> **Work instructions**:
Once the line with "build daemon invocation." is found in the entries below, repeat it and each following line exactly, up to and including the line with "-> HashMap<String, String>". Add no other lines.

> **Task data**:
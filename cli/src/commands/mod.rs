/* -------------------------------------------------------------------------- *\
 *        Apache 2.0 License Copyright © 2023-2025 The Kubuild Authors        *
 *                                                                            *
 *         +-------------------------------------------------------+          *
 *         | ██╗  ██╗██╗   ██╗██████╗ ██╗   ██╗██╗██╗     ██████╗  |          *
 *         | ██║ ██╔╝██║   ██║██╔══██╗██║   ██║██║██║     ██╔══██╗ |          *
 *         | █████╔╝ ██║   ██║██████╔╝██║   ██║██║██║     ██║  ██║ |          *
 *         | ██╔═██╗ ██║   ██║██╔══██╗██║   ██║██║██║     ██║  ██║ |          *
 *         | ██║  ██╗╚██████╔╝██████╔╝╚██████╔╝██║███████╗██████╔╝ |          *
 *         | ╚═╝  ╚═╝ ╚═════╝ ╚═════╝  ╚═════╝ ╚═╝╚══════╝╚═════╝  |          *
 *         +-------------------------------------------------------+          *
 *                                                                            *
 *                   In-Cluster Image Builds for Kubernetes                   *
 *                                                                            *
 * -------------------------------------------------------------------------- *
 *                                                                            *
 *   Licensed under the Apache License, Version 2.0 (the "License");          *
 *   you may not use this file except in compliance with the License.         *
 *   You may obtain a copy of the License at                                  *
 *                                                                            *
 *       http://www.apache.org/licenses/LICENSE-2.0                           *
 *                                                                            *
 *   Unless required by applicable law or agreed to in writing, software      *
 *   distributed under the License is distributed on an "AS IS" BASIS,        *
 *   WITHOUT WARRANTIES OR CONDITIONS OF ANY KIND, either express or implied. *
 *   See the License for the specific language governing permissions and      *
 *   limitations under the License.                                           *
 *                                                                            *
\* -------------------------------------------------------------------------- */

//! Command wiring: translate flags into driver and orchestrator calls.

use anyhow::{anyhow, Context, Result};
use clap::Args;
use kubuild_build::progress::{MultiWriter, Printer};
use kubuild_build::{
    build, parse_outputs, DriverInfo, ExportSpec, Inputs, Options,
};
use kubuild_client::session::secrets::SecretStore;
use kubuild_client::session::ssh::SshAgentProvider;
use kubuild_client::session::Attachable;
use kubuild_client::CacheEntry;
use kubuild_driver::kubernetes::KubernetesFactory;
use kubuild_driver::{
    parse_list, BootLog, Driver, DriverRegistry, InitConfig,
};
use sha2::{Digest, Sha256};
use std::collections::HashMap;
use std::path::Path;
use std::sync::Arc;
use tokio_util::sync::CancellationToken;

#[derive(Args, Debug)]
pub struct BuildArgs {
    /// Build context (directory, URL, or `-` for stdin).
    #[clap(default_value = ".")]
    context: String,
    /// Name of the Dockerfile (default: PATH/Dockerfile).
    #[clap(short = 'f', long = "file", default_value = "")]
    file: String,
    /// Name and optionally tag (name:tag).
    #[clap(short = 't', long = "tag")]
    tags: Vec<String>,
    /// Set metadata for an image.
    #[clap(long = "label")]
    labels: Vec<String>,
    /// Set build-time variables.
    #[clap(long = "build-arg")]
    build_args: Vec<String>,
    /// External cache sources (e.g. type=registry,ref=...).
    #[clap(long = "cache-from")]
    cache_from: Vec<String>,
    /// Cache export destinations.
    #[clap(long = "cache-to")]
    cache_to: Vec<String>,
    /// Set the target build stage.
    #[clap(long, default_value = "")]
    target: String,
    /// Set target platform for the build.
    #[clap(long = "platform")]
    platforms: Vec<String>,
    /// Secret to expose to the build (id=NAME[,src=PATH]).
    #[clap(long = "secret")]
    secrets: Vec<String>,
    /// SSH agent socket to expose ([id[=socket]]).
    #[clap(long = "ssh")]
    ssh: Vec<String>,
    /// Output destination (type=TYPE[,key=value]).
    #[clap(short = 'o', long = "output")]
    outputs: Vec<String>,
    /// Write the image ID to the file.
    #[clap(long = "iidfile")]
    image_id_file: Option<std::path::PathBuf>,
    /// Add a custom host-to-IP mapping (host:ip).
    #[clap(long = "add-host")]
    extra_hosts: Vec<String>,
    /// Set the networking mode for RUN instructions.
    #[clap(long = "network", default_value = "default")]
    network_mode: String,
    /// Do not use cache when building.
    #[clap(long = "no-cache")]
    no_cache: bool,
    /// Always attempt to pull newer versions of base images.
    #[clap(long)]
    pull: bool,
    /// Push the result to the registry.
    #[clap(long)]
    push: bool,
    /// Load the result into the cluster container runtime.
    #[clap(long)]
    load: bool,
    /// Allow extra privileged entitlements (e.g. network.host).
    #[clap(long = "allow")]
    allow: Vec<String>,
    /// Use an alternate frontend image.
    #[clap(long, default_value = "")]
    frontend: String,
    /// Registry secret for push/pull credentials.
    #[clap(long = "registry-secret", default_value = "")]
    registry_secret: String,
    /// Builder options passed at implicit create (key=value).
    #[clap(long = "driver-opt")]
    driver_opts: Vec<String>,
}

#[derive(Args, Debug)]
pub struct CreateArgs {
    /// Driver options (key=value), e.g. replicas=3, rootless=true.
    #[clap(long = "driver-opt")]
    driver_opts: Vec<String>,
    /// Flags appended to the build daemon invocation.
    #[clap(long = "buildkitd-flag")]
    buildkitd_flags: Vec<String>,
    /// Daemon configuration file stored in the builder's ConfigMap.
    #[clap(long)]
    config: Option<std::path::PathBuf>,
}

fn list_to_map(
    entries: &[String],
    allow_empty_values: bool,
) -> HashMap<String, String> {
    let mut out = HashMap::new();
    for entry in entries {
        match entry.split_once('=') {
            Some((key, value)) => {
                let _ =
                    out.insert(key.to_string(), value.to_string());
            }
            None if allow_empty_values => {
                // A bare key forwards the caller's environment value.
                let value =
                    std::env::var(entry).unwrap_or_default();
                let _ = out.insert(entry.clone(), value);
            }
            None => {
                let _ = out.insert(entry.clone(), String::new());
            }
        }
    }
    out
}

fn parse_cache_entries(specs: &[String]) -> Result<Vec<CacheEntry>> {
    let mut out = Vec::new();
    for spec in specs {
        if spec.is_empty() {
            continue;
        }
        if !spec.contains('=') {
            // Shorthand for a registry ref.
            out.push(CacheEntry {
                kind: "registry".to_string(),
                attrs: HashMap::from([(
                    "ref".to_string(),
                    spec.clone(),
                )]),
            });
            continue;
        }
        let mut entry = CacheEntry::default();
        for field in spec.split(',') {
            match field.split_once('=') {
                Some(("type", value)) => {
                    entry.kind = value.to_string()
                }
                Some((key, value)) => {
                    let _ = entry
                        .attrs
                        .insert(key.to_string(), value.to_string());
                }
                None => {
                    return Err(anyhow!(
                        "invalid cache entry field {field:?}"
                    ))
                }
            }
        }
        if entry.kind.is_empty() {
            return Err(anyhow!(
                "cache entry {spec:?} is missing a type"
            ));
        }
        out.push(entry);
    }
    Ok(out)
}

async fn new_driver(
    builder: &str,
    namespace: Option<String>,
    driver_opts: Vec<String>,
    buildkitd_flags: Vec<String>,
    config: Option<std::path::PathBuf>,
    context_path: &str,
) -> Result<Arc<dyn Driver>> {
    let mut registry = DriverRegistry::new();
    registry.register(Arc::new(KubernetesFactory::default()));

    let kube_client = kube::Client::try_default()
        .await
        .context("kubernetes driver requires cluster API access")?;
    let namespace = namespace
        .unwrap_or_else(|| kube_client.default_namespace().to_string());

    let context_path_hash = {
        let absolute = Path::new(context_path)
            .canonicalize()
            .unwrap_or_else(|_| Path::new(context_path).to_path_buf());
        format!(
            "{:x}",
            Sha256::digest(absolute.to_string_lossy().as_bytes())
        )
    };

    let factory = registry.default_factory()?;
    let driver = factory
        .new_driver(InitConfig {
            name: builder.to_string(),
            kube_client,
            namespace,
            buildkit_flags: buildkitd_flags,
            config_file: config,
            driver_opts: list_to_map(&driver_opts, false),
            context_path_hash,
        })
        .await?;
    Ok(driver)
}

pub async fn run_build(
    builder: &str,
    namespace: Option<String>,
    args: BuildArgs,
) -> Result<()> {
    let driver = new_driver(
        builder,
        namespace,
        args.driver_opts,
        Vec::new(),
        None,
        &args.context,
    )
    .await?;

    let mut outputs = parse_outputs(&args.outputs)?;
    if args.push {
        if args.load {
            return Err(anyhow!(
                "push and load may not be set together at the moment"
            ));
        }
        match outputs.first_mut() {
            None => outputs.push(ExportSpec {
                kind: "image".to_string(),
                attrs: HashMap::from([(
                    "push".to_string(),
                    "true".to_string(),
                )]),
            }),
            Some(output) if output.kind == "image" => {
                let _ = output
                    .attrs
                    .insert("push".to_string(), "true".to_string());
            }
            Some(output) => {
                return Err(anyhow!(
                    "push and {:?} output can't be used together",
                    output.kind
                ))
            }
        }
    }
    if args.load && outputs.is_empty() {
        outputs.push(ExportSpec {
            // Rewritten to the applicable runtime exporter before
            // solving.
            kind: "runtime".to_string(),
            attrs: HashMap::new(),
        });
    }
    if outputs.is_empty() {
        // The default intent is an image usable on the cluster.
        outputs.push(ExportSpec {
            kind: "runtime".to_string(),
            attrs: HashMap::new(),
        });
    }

    let mut session: Vec<Arc<dyn Attachable>> = Vec::new();
    let secret_store = SecretStore::from_specs(&args.secrets)?;
    if !secret_store.is_empty() {
        session.push(Arc::new(secret_store));
    }
    for provider in SshAgentProvider::from_specs(&args.ssh)? {
        session.push(Arc::new(provider));
    }

    let options = Options {
        inputs: Some(Inputs {
            context_path: args.context.clone(),
            dockerfile_path: args.file.clone(),
            in_stream: Some(Box::new(tokio::io::stdin())),
        }),
        tags: args.tags,
        labels: list_to_map(&args.labels, false),
        build_args: list_to_map(&args.build_args, true),
        pull: args.pull,
        image_id_file: args.image_id_file,
        extra_hosts: args.extra_hosts,
        network_mode: args.network_mode,
        no_cache: args.no_cache,
        target: args.target,
        platforms: parse_list(&args.platforms)?,
        exports: outputs,
        session,
        cache_from: parse_cache_entries(&args.cache_from)?,
        cache_to: parse_cache_entries(&args.cache_to)?,
        allow: args.allow,
        frontend_image: (!args.frontend.is_empty())
            .then(|| args.frontend.clone()),
    };

    let (mw, rx) = MultiWriter::new();
    let printer = Printer::stderr(rx);
    let cancel = CancellationToken::new();

    let ctrl_c_cancel = cancel.clone();
    let _ = tokio::spawn(async move {
        if tokio::signal::ctrl_c().await.is_ok() {
            ctrl_c_cancel.cancel();
        }
    });

    let drivers = vec![DriverInfo {
        driver: Some(driver),
        name: builder_display_name(builder),
        platforms: Vec::new(),
        err: None,
    }];
    let mut opts = HashMap::new();
    let _ = opts.insert("default".to_string(), options);

    let result =
        build(drivers, opts, &args.registry_secret, &mw, &cancel)
            .await;
    drop(mw);
    printer.wait().await;

    let responses = result?;
    if let Some(response) = responses.get("default") {
        if let Some(digest) = response.image_digest() {
            println!("{digest}");
        }
    }
    Ok(())
}

pub async fn run_create(
    builder: &str,
    namespace: Option<String>,
    args: CreateArgs,
) -> Result<()> {
    let driver = new_driver(
        builder,
        namespace,
        args.driver_opts,
        args.buildkitd_flags,
        args.config,
        ".",
    )
    .await?;

    let (tx, mut rx) = tokio::sync::mpsc::unbounded_channel();
    let echo = tokio::spawn(async move {
        while let Some(line) = rx.recv().await {
            eprintln!("{line}");
        }
    });
    let log = BootLog::new(tx);
    let cancel = CancellationToken::new();
    driver.bootstrap(&log, &cancel).await?;
    drop(log);
    let _ = echo.await;

    println!("{}", driver.name());
    Ok(())
}

pub async fn run_rm(
    builder: &str,
    namespace: Option<String>,
) -> Result<()> {
    let driver = new_driver(
        builder,
        namespace,
        Vec::new(),
        Vec::new(),
        None,
        ".",
    )
    .await?;
    driver.rm().await?;
    println!("removed {}", driver.name());
    Ok(())
}

pub async fn run_ls(
    builder: &str,
    namespace: Option<String>,
) -> Result<()> {
    let driver = new_driver(
        builder,
        namespace,
        Vec::new(),
        Vec::new(),
        None,
        ".",
    )
    .await?;
    let builders = driver.list().await?;
    println!("{:<24} {:<12} NODES", "NAME", "DRIVER");
    for builder in builders {
        let nodes: Vec<String> = builder
            .nodes
            .iter()
            .map(|node| {
                let platforms: Vec<String> = node
                    .platforms
                    .iter()
                    .map(ToString::to_string)
                    .collect();
                if platforms.is_empty() {
                    node.name.clone()
                } else {
                    format!("{} ({})", node.name, platforms.join(" "))
                }
            })
            .collect();
        println!(
            "{:<24} {:<12} {}",
            builder.name,
            builder.driver,
            nodes.join(", ")
        );
    }
    Ok(())
}

pub async fn run_version(
    builder: &str,
    namespace: Option<String>,
) -> Result<()> {
    println!("client: {}", env!("CARGO_PKG_VERSION"));
    let driver = new_driver(
        builder,
        namespace,
        Vec::new(),
        Vec::new(),
        None,
        ".",
    )
    .await?;
    match driver.version().await {
        Ok(version) => println!("builder: {version}"),
        Err(e) => println!("builder: unavailable ({e})"),
    }
    Ok(())
}

fn builder_display_name(builder: &str) -> String {
    kubuild_driver::kubernetes::normalize_builder_name(builder)
}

> **Response**:
    /// Flags appended to the build daemon invocation.
    #[clap(long = "buildkitd-flag")]
    buildkitd_flags: Vec<String>,
    /// Daemon configuration file stored in the builder's ConfigMap.
    #[clap(long)]
    config: Option<std::path::PathBuf>,
}

fn list_to_map(
    entries: &[String],
    allow_empty_values: bool,
) -> HashMap<String, String> {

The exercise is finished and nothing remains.